## Records shown
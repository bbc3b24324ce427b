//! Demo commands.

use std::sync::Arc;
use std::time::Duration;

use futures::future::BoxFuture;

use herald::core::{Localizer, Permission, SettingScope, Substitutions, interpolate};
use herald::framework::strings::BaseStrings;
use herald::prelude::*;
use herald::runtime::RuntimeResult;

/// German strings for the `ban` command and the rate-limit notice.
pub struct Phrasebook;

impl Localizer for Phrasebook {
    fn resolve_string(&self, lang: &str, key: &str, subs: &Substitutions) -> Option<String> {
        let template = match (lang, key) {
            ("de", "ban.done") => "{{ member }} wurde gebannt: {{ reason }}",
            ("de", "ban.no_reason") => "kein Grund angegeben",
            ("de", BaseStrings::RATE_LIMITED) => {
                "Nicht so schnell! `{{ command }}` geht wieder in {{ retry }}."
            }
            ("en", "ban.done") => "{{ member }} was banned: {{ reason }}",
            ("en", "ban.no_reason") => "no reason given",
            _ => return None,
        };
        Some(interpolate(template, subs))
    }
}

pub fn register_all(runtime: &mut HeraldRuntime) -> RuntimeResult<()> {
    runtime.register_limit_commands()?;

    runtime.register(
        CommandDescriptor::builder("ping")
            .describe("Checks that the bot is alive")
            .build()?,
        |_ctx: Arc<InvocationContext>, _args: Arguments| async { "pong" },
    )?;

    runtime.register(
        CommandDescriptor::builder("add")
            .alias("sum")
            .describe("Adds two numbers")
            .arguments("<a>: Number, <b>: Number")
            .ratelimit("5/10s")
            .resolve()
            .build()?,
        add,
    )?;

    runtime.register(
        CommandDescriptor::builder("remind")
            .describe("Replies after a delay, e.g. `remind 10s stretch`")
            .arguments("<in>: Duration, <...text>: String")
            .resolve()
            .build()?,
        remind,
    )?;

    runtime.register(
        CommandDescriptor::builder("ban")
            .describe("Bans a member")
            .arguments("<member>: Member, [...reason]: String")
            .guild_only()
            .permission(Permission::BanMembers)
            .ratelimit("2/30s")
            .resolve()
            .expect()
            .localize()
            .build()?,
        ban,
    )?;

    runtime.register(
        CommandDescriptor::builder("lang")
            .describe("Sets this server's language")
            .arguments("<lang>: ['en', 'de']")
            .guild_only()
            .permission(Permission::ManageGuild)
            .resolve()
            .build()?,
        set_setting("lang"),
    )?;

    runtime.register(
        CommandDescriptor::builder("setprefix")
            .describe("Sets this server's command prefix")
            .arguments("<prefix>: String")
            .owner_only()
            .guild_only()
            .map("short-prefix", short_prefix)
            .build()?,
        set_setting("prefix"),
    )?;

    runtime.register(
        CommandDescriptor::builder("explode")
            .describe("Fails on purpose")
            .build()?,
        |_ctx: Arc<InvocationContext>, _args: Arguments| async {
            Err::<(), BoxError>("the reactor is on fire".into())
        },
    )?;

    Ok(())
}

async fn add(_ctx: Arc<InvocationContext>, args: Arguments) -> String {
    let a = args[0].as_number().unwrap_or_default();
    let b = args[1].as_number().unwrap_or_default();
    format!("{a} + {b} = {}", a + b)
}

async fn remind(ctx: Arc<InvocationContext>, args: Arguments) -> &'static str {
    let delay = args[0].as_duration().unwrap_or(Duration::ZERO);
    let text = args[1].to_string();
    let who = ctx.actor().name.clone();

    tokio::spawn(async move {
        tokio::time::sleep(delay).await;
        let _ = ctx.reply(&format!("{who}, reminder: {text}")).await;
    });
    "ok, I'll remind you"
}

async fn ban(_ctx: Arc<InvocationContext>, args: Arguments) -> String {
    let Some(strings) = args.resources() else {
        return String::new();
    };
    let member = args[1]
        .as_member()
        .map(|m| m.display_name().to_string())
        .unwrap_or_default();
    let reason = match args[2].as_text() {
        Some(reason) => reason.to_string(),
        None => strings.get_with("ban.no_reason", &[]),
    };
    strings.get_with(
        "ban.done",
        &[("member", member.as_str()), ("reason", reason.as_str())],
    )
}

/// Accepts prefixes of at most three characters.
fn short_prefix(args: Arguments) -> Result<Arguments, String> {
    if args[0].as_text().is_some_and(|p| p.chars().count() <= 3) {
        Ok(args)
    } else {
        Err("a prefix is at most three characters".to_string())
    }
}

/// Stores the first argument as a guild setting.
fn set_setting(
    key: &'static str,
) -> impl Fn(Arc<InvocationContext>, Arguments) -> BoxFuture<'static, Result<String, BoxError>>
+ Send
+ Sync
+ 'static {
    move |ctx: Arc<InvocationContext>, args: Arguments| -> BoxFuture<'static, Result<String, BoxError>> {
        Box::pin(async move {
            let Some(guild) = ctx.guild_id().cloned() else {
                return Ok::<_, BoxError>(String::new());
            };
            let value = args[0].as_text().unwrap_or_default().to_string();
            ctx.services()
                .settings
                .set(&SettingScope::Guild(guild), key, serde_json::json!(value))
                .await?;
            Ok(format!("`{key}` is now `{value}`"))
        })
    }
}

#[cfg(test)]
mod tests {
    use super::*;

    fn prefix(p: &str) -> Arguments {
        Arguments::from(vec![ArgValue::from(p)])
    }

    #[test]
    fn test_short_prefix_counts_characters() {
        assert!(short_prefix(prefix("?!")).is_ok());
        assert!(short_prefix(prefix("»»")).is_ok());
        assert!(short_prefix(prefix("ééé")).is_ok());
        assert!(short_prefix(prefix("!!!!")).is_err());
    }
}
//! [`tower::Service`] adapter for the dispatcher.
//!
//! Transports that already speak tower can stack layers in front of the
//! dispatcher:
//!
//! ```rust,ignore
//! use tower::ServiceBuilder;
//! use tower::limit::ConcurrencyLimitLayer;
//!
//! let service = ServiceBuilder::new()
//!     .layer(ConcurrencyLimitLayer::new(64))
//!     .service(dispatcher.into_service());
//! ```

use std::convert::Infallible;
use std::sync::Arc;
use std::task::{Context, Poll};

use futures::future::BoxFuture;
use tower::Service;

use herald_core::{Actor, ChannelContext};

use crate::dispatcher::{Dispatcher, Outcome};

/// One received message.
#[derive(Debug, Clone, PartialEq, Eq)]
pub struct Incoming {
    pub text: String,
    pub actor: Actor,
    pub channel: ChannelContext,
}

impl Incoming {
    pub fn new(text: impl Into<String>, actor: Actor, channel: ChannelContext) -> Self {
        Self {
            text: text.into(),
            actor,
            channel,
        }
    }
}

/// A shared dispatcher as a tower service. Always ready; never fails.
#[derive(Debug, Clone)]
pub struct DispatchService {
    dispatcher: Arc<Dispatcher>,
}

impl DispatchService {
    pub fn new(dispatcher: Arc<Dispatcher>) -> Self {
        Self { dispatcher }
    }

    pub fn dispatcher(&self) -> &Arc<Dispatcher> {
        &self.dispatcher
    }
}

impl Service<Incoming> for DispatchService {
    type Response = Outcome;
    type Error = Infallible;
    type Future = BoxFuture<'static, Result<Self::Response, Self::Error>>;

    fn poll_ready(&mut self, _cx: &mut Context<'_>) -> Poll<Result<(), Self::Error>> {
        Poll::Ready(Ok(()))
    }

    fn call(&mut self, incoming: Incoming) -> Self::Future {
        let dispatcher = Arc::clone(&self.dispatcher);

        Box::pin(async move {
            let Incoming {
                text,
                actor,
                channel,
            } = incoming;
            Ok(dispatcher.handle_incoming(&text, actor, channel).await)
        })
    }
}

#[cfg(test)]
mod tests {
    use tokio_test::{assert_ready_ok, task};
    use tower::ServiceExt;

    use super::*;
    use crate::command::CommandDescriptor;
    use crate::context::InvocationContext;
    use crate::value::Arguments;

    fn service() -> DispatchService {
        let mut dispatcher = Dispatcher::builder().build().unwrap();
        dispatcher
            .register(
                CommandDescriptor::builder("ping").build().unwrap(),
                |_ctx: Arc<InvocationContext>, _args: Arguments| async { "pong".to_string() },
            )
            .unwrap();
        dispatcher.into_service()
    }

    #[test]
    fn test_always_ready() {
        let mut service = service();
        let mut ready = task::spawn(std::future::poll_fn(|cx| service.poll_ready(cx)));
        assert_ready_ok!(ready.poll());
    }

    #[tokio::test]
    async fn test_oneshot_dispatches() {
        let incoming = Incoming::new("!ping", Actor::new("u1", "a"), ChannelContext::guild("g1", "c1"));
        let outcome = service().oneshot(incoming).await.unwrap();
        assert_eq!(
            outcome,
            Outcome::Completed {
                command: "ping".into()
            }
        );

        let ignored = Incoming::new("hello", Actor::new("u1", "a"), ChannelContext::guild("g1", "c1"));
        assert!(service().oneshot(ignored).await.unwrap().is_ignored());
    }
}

## What is expected
Using the listing above, show each line holding the string "describe".

## Solution for this exercise
            .describe("Checks that the bot is alive")
            .describe("Adds two numbers")
            .describe("Replies after a delay, e.g. `remind 10s stretch`")
            .describe("Bans a member")
            .describe("Sets this server's language")
            .describe("Sets this server's command prefix")
            .describe("Fails on purpose")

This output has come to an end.